The WikiLeaks Mole

The Trials of Bradley Manning

The revelation of Siggi’s role as an FBI snitch has polarized WikiLeaks insiders. When I met with WikiLeaks spokesman Kristinn Hrafnsson (Assange declined to talk for this story), he grew red in the face, dismissing Siggi as “a pathological liar,” a party line echoed by the WikiLeaks faithful. “It all sounds rather absurd,” Hrafnsson says, “to go and to spend all this time analyzing the absolute bullshit that is flowing out of this young man, who is so troubled that he should be hospitalized.”

While other WikiLeaks insiders also question Siggi’s credibility, they insist that his story can’t be discounted, and there’s more to it than the organization is letting on.

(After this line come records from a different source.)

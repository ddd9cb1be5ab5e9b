//! Run the Lorenz-96 model under the eWaterCycle host.
//!
//! The numerical model lives in a container image and is controlled through a BMI handle.
//! This crate writes the configuration file that model reads, exposes its initial
//! parameters and states, and manages the lifecycle of the process handle.

pub mod bmi;
pub mod config;
pub mod container;
pub mod errors;
pub mod forcing;
pub mod model;
#[cfg(feature = "python")]
pub mod python;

Tangerine Bolen, founder of the whistle-blowing advocacy organization Revolution­Truth, which used to work closely with WikiLeaks, is among those who say the group’s efforts to discredit Siggi are “patently false. They’re scared. The fact is Siggi played a key role in the organization and was very close to Julian.”

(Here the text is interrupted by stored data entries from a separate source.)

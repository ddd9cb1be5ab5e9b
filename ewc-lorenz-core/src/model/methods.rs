//! Configuration capability of the Lorenz model.

use crate::config::{
    ConfigOverrides, ConfigValue, LorenzConfig, CLEANUP_FILE_NAME, CONFIG_FILE_NAME, LORENZ_PARAMS,
    LORENZ_STATES,
};
use crate::errors::{LorenzError, LorenzResult};
use crate::forcing::LorenzForcing;
use log::{debug, warn};
use std::fmt;
use std::fs;
use std::io;
use std::path::{Path, PathBuf};

/// A configuration artifact that was already gone when cleaning up
#[derive(Debug, Clone, PartialEq, Eq)]
pub enum CleanupWarning {
    ConfigFileMissing(PathBuf),
    ConfigDirMissing(PathBuf),
}

impl fmt::Display for CleanupWarning {
    fn fmt(&self, f: &mut fmt::Formatter<'_>) -> fmt::Result {
        match self {
            CleanupWarning::ConfigFileMissing(path) => {
                write!(f, "Config not found at {}, removed by user?", path.display())
            }
            CleanupWarning::ConfigDirMissing(path) => {
                write!(f, "Config folder not found at {}", path.display())
            }
        }
    }
}

/// Translates forcing and overrides into the configuration read by the model process
///
/// Parameters and states exposed here are the *initial* values written to the
/// configuration file, not the live values inside the running model.
#[derive(Debug, Clone)]
pub struct LorenzMethods {
    forcing: LorenzForcing,
    config: LorenzConfig,
    cfg_dir: Option<PathBuf>,
}

impl LorenzMethods {
    pub fn new(forcing: LorenzForcing) -> Self {
        Self {
            forcing,
            config: LorenzConfig::default(),
            cfg_dir: None,
        }
    }

    pub fn forcing(&self) -> &LorenzForcing {
        &self.forcing
    }

    pub fn config(&self) -> &LorenzConfig {
        &self.config
    }

    pub fn cfg_dir(&self) -> Option<&Path> {
        self.cfg_dir.as_deref()
    }

    /// Assign the working directory the configuration file is written to
    ///
    /// The directory is not created.
    pub fn set_cfg_dir(&mut self, cfg_dir: impl Into<PathBuf>) {
        self.cfg_dir = Some(cfg_dir.into());
    }

    /// Path of the configuration file inside the working directory
    pub fn config_file(&self) -> LorenzResult<PathBuf> {
        Ok(self.require_cfg_dir()?.join(CONFIG_FILE_NAME))
    }

    /// Write the model configuration file
    ///
    /// `F` and `dt` always come from the forcing and the run period is expressed relative
    /// to the forcing start, in days. `overrides` are applied last, in order.
    /// A non-finite `F` or `dt` is rejected, as JSON has no representation for it.
    pub fn make_cfg_file(&mut self, overrides: &ConfigOverrides) -> LorenzResult<PathBuf> {
        let config_file = self.config_file()?;
        self.forcing.validate()?;
        let end_time = self.forcing.span_in_days()?;

        self.config.set("F", self.forcing.f);
        self.config.set("dt", self.forcing.dt);
        self.config.set("start_time", 0);
        self.config.set("end_time", end_time);
        self.config.apply(overrides);

        self.config.write(&config_file)?;
        debug!("Wrote Lorenz configuration to {}", config_file.display());
        Ok(config_file)
    }

    /// The initial parameters of the model (`J`, the number of variables)
    pub fn parameters(&self) -> Vec<(String, ConfigValue)> {
        self.config.view(&LORENZ_PARAMS)
    }

    /// The initial states of the model (`start_state`, the starting vector)
    pub fn states(&self) -> Vec<(String, ConfigValue)> {
        self.config.view(&LORENZ_STATES)
    }

    /// Remove [`CLEANUP_FILE_NAME`] and then the working directory
    ///
    /// Artifacts that no longer exist are reported as warnings. Any other failure,
    /// such as a directory that still holds other files, is returned as an error.
    /// The file written by [`LorenzMethods::make_cfg_file`] has a differently cased name,
    /// so on a case-sensitive filesystem it is left in place and removing the directory fails.
    pub fn remove_config_artifacts(&self) -> LorenzResult<Vec<CleanupWarning>> {
        let cfg_dir = self.require_cfg_dir()?;
        let config_file = cfg_dir.join(CLEANUP_FILE_NAME);
        let mut warnings = Vec::new();

        if is_missing(fs::remove_file(&config_file))? {
            warnings.push(CleanupWarning::ConfigFileMissing(config_file));
        }
        if is_missing(fs::remove_dir(cfg_dir))? {
            warnings.push(CleanupWarning::ConfigDirMissing(cfg_dir.to_path_buf()));
        }

        for warning in &warnings {
            warn!("{}", warning);
        }
        Ok(warnings)
    }

    fn require_cfg_dir(&self) -> LorenzResult<&Path> {
        self.cfg_dir.as_deref().ok_or(LorenzError::NotSetUp)
    }
}

/// Map a removal result to whether the target was already missing
fn is_missing(result: io::Result<()>) -> LorenzResult<bool> {
    match result {
        Ok(()) => Ok(false),
        Err(e) if e.kind() == io::ErrorKind::NotFound => Ok(true),
        Err(e) => Err(e.into()),
    }
}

The truth, it seems, may be held in the leaks. Siggi has provided Rolling Stone with more than a terabyte of secret files he claims to have taken from WikiLeaks before he left in November 2011 and gave to the FBI: thousands of pages of chat logs, videos, tapped phone calls, government documents and more than a few bombshells from the organization’s most heated years. They’re either the real thing, or the most elaborate lie of the digital age.